[Records from a data collection]
::::
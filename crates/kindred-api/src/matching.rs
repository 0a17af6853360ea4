use axum::{
    Extension, Json,
    extract::{Path, State},
    http::StatusCode,
};
use serde_json::{Value, json};
use uuid::Uuid;

use kindred_types::api::{Claims, DecisionRequest, RecordResponseRequest, RunMatchingResponse};
use kindred_types::models::Match;

use crate::error::ApiError;
use crate::state::AppState;

pub async fn record_response(
    State(state): State<AppState>,
    Extension(claims): Extension<Claims>,
    Json(req): Json<RecordResponseRequest>,
) -> Result<StatusCode, ApiError> {
    state
        .engine
        .record_response(claims.sub, req.scenario_id, req.option_id)
        .await?;
    Ok(StatusCode::NO_CONTENT)
}

pub async fn clear_responses(
    State(state): State<AppState>,
    Extension(claims): Extension<Claims>,
) -> Result<Json<Value>, ApiError> {
    let cleared = state.engine.clear_responses(claims.sub).await?;
    Ok(Json(json!({ "cleared": cleared })))
}

pub async fn run_matching(
    State(state): State<AppState>,
    Extension(claims): Extension<Claims>,
) -> Result<Json<RunMatchingResponse>, ApiError> {
    let outcome = state.engine.run_matching(claims.sub).await?;
    Ok(Json(RunMatchingResponse {
        created_count: outcome.created_count,
        matches: outcome.matches,
    }))
}

pub async fn list_matches(
    State(state): State<AppState>,
    Extension(claims): Extension<Claims>,
) -> Result<Json<Vec<Match>>, ApiError> {
    Ok(Json(state.engine.matches_for(claims.sub).await?))
}

pub async fn decide(
    State(state): State<AppState>,
    Path(match_id): Path<Uuid>,
    Extension(claims): Extension<Claims>,
    Json(req): Json<DecisionRequest>,
) -> Result<Json<Match>, ApiError> {
    Ok(Json(
        state.engine.decide(match_id, claims.sub, req.accept).await?,
    ))
}
//! Database row types. These map directly to SQLite rows and are converted
//! into kindred-types models at the edge of the query layer.

use anyhow::{Context, Result, anyhow};
use chrono::{DateTime, SubsecRound, Utc};
use uuid::Uuid;

use kindred_types::lifecycle::SideStatus;
use kindred_types::models::{
    DeviceType, Gender, Match, Message, NotificationKind, NotificationLog, PushToken, User,
};

pub struct UserRow {
    pub id: String,
    pub nickname: String,
    pub gender: String,
    pub birth_year: i32,
    pub location: String,
    pub is_profile_complete: bool,
    pub created_at: String,
}

pub struct MatchRow {
    pub id: String,
    pub user_a_id: String,
    pub user_b_id: String,
    pub compatibility_score: i64,
    pub match_reason: String,
    pub user_a_status: String,
    pub user_b_status: String,
    pub is_matched: bool,
    pub matched_at: Option<String>,
    pub created_at: String,
}

pub struct MessageRow {
    pub id: String,
    pub match_id: String,
    pub sender_id: String,
    pub content: String,
    pub is_read: bool,
    pub created_at: String,
}

pub struct PushTokenRow {
    pub id: String,
    pub user_id: String,
    pub token: String,
    pub device_type: String,
    pub is_active: bool,
}

pub struct NotificationLogRow {
    pub id: String,
    pub user_id: String,
    pub kind: String,
    pub title: String,
    pub body: String,
    pub data: String,
    pub is_read: bool,
    pub created_at: String,
}

/// Timestamps are written by us as RFC 3339 with millisecond precision so
/// that text order is time order.
pub fn format_ts(ts: DateTime<Utc>) -> String {
    ts.to_rfc3339_opts(chrono::SecondsFormat::Millis, true)
}

/// Current time at the precision `format_ts` stores, so a value handed back
/// to a caller equals the one read from the table later.
pub fn now_ts() -> DateTime<Utc> {
    Utc::now().trunc_subsecs(3)
}

pub fn parse_ts(raw: &str) -> Result<DateTime<Utc>> {
    raw.parse::<DateTime<Utc>>()
        .or_else(|_| {
            // Rows written by hand through the sqlite shell use datetime('now')
            chrono::NaiveDateTime::parse_from_str(raw, "%Y-%m-%d %H:%M:%S").map(|ndt| ndt.and_utc())
        })
        .with_context(|| format!("corrupt timestamp '{}'", raw))
}

fn parse_id(raw: &str) -> Result<Uuid> {
    raw.parse().with_context(|| format!("corrupt id '{}'", raw))
}

impl TryFrom<UserRow> for User {
    type Error = anyhow::Error;

    fn try_from(row: UserRow) -> Result<Self> {
        Ok(User {
            id: parse_id(&row.id)?,
            gender: Gender::parse(&row.gender)
                .ok_or_else(|| anyhow!("corrupt gender '{}' on user '{}'", row.gender, row.id))?,
            nickname: row.nickname,
            birth_year: row.birth_year,
            location: row.location,
            is_profile_complete: row.is_profile_complete,
            created_at: parse_ts(&row.created_at)?,
        })
    }
}

impl TryFrom<MatchRow> for Match {
    type Error = anyhow::Error;

    fn try_from(row: MatchRow) -> Result<Self> {
        let status = |raw: &str| {
            SideStatus::parse(raw)
                .ok_or_else(|| anyhow!("corrupt side status '{}' on match '{}'", raw, row.id))
        };

        Ok(Match {
            id: parse_id(&row.id)?,
            user_a_id: parse_id(&row.user_a_id)?,
            user_b_id: parse_id(&row.user_b_id)?,
            compatibility_score: u8::try_from(row.compatibility_score)
                .with_context(|| format!("corrupt score on match '{}'", row.id))?,
            user_a_status: status(&row.user_a_status)?,
            user_b_status: status(&row.user_b_status)?,
            is_matched: row.is_matched,
            matched_at: row.matched_at.as_deref().map(parse_ts).transpose()?,
            created_at: parse_ts(&row.created_at)?,
            match_reason: row.match_reason,
        })
    }
}

impl TryFrom<MessageRow> for Message {
    type Error = anyhow::Error;

    fn try_from(row: MessageRow) -> Result<Self> {
        Ok(Message {
            id: parse_id(&row.id)?,
            match_id: parse_id(&row.match_id)?,
            sender_id: parse_id(&row.sender_id)?,
            is_read: row.is_read,
            created_at: parse_ts(&row.created_at)?,
            content: row.content,
        })
    }
}

impl TryFrom<PushTokenRow> for PushToken {
    type Error = anyhow::Error;

    fn try_from(row: PushTokenRow) -> Result<Self> {
        Ok(PushToken {
            id: parse_id(&row.id)?,
            user_id: parse_id(&row.user_id)?,
            device_type: DeviceType::parse(&row.device_type)
                .ok_or_else(|| anyhow!("corrupt device type '{}'", row.device_type))?,
            token: row.token,
            is_active: row.is_active,
        })
    }
}

impl TryFrom<NotificationLogRow> for NotificationLog {
    type Error = anyhow::Error;

    fn try_from(row: NotificationLogRow) -> Result<Self> {
        Ok(NotificationLog {
            id: parse_id(&row.id)?,
            user_id: parse_id(&row.user_id)?,
            kind: NotificationKind::parse(&row.kind)
                .ok_or_else(|| anyhow!("corrupt notification kind '{}'", row.kind))?,
            data: serde_json::from_str(&row.data)
                .with_context(|| format!("corrupt payload on notification '{}'", row.id))?,
            is_read: row.is_read,
            created_at: parse_ts(&row.created_at)?,
            title: row.title,
            body: row.body,
        })
    }
}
::::
» **Task directions**
Search the entries for the string "outcome". Copy every line that has it.

» **Solved problem**
    let outcome = state.engine.run_matching(claims.sub).await?;
        created_count: outcome.created_count,
        matches: outcome.matches,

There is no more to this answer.